The convenience trap that's killing innovation
Fintech became our comfort zone because it's easier. Building a payment app requires less capital than establishing manufacturing plants or research laboratories. Investors love fintech's predictable playbook: acquire users, process transactions, take fees. The metrics—MAUs, GMV, transaction volume—are neat, simple, and scalable.
But this convenience has created a feedback loop: big exits breed more fintech founders, who attract fintech-focused VCs, who fund more fintech clones. Meanwhile, entrepreneurs trying to build factories, energy solutions, or export industries can't even raise seed capital. Nigeria's fintech sector attracted over $2 billion in investments in 2024 alone. Imagine if even 20% of that went to solving our energy crisis or building export industries.

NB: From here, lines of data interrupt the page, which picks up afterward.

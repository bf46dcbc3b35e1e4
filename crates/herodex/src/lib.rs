//! Herodex Catalog Services
//!
//! Hero catalog client: favorites persistence, page selection from URL
//! query state, and cached catalog queries over HTTP.
//!
//! ## Quick start
//!
//! ```no_run
//! use herodex::app::Session;
//! use herodex::config::Config;
//! ```

pub mod app;
pub mod config;
pub mod data;
pub mod error;
pub mod navigation;
pub mod network;
pub mod providers;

Success stories beyond payments prove untapped potential
Recent non-fintech funding rounds reveal the massive opportunities we're ignoring. Winich Farms raised $3 million to connect 150,000+ farmers across 30 states, achieving 300% GMV growth while addressing food security. Field secured $11 million from the Gates Foundation to strengthen pharmaceutical supply chains serving 40,000+ healthcare providers. Arnergy raised $18 million to tackle Nigeria's electricity crisis—only 12GW grid capacity for 200+ million people.
Consider the stark contrasts: Intron Health raised $1.6 million for AI clinical speech recognition, achieving 92% accuracy on African accents, yet Zone raised $8.5 million merely for payment infrastructure expansion. Tomato Jos raised just $12.2 million after 10 years addressing Nigeria's $1.5 billion annual tomato paste import dependency, while payment startups routinely secure larger amounts in seed rounds.

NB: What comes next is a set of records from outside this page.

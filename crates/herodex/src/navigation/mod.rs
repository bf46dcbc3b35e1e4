//! URL-driven navigation state
//!
//! Page selection from query parameters and the pagination control model.

pub mod page;
pub mod pagination;
pub mod query;

// Re-exports
pub use page::{normalize_page, PageSelector};
pub use pagination::{PageButton, PaginationView};
pub use query::{Location, QueryParams};
//! Hero catalog provider trait
//!
//! Defines the interface that all catalog backends must implement.

use crate::data::types::{Hero, HeroPage, SummaryInformation};
use crate::error::Result;

use super::types::{PageRequest, SearchParams};

/// A source of hero listings
///
/// Each method maps to exactly one outbound request. Implementations return
/// heroes with absolute image URLs.
pub trait HeroApi: Send + Sync {
    /// Look up one hero by identifier or slug
    ///
    /// Fails with `HeroError::NotFound` when the catalog has no such hero.
    fn get_hero(&self, id_slug: &str) -> Result<Hero>;

    /// Fetch one page of the listing
    fn get_heroes_page(&self, request: &PageRequest) -> Result<HeroPage>;

    /// Fetch aggregate statistics
    fn get_summary(&self) -> Result<SummaryInformation>;

    /// Search by name and/or minimum strength
    fn search_heroes(&self, params: &SearchParams) -> Result<Vec<Hero>>;
}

International models show the path forward
In March 2025, South Africa unveiled a bold industrial policy, committing 1 billion rand (~$54 million) to spur local production of electric vehicles, batteries, and related manufacturing. The plan, designed to shift the automotive industry toward new-energy vehicles by 2035, is expected to crowd in 30 billion rand in private investment. Just months later, in July 2025, Kenya's clean-energy startups dominated headlines, securing 83% of Africa's $550 million in startup funding that month.
Bold action is required now
Nigeria should consider several complementary strategies to broaden its innovation base. A dedicated Deep Tech Fund with long-term horizons and government-backed risk mitigation could make non-fintech investments more attractive to cautious investors. Sector-specific sandboxes in health tech, agritech, climate tech, and ed tech could help unlock innovation while managing risk appropriately.
But money and policy are not enough. Investors must graduate beyond fintech's comfort zone and back ventures with longer horizons. Founders must tackle less glamorous problems because Nigeria's next unicorn will not be another payments clone, but the company that powers factories to global competitiveness or makes quality healthcare truly accessible.
The choice is ours
Nigeria can continue to build the 431st mobile wallet in an economy that barely manufactures anything, or we can develop technologies that create wealth rather than just circulate it. Our fintech phase was necessary to lay the rails of digital payments, but mistaking the foundation for the whole building is why hundreds of fintechs now chase the same customers, competing on transaction fees instead of creating transformative value.
The opportunity is significant, and the timing feels right for this broader vision.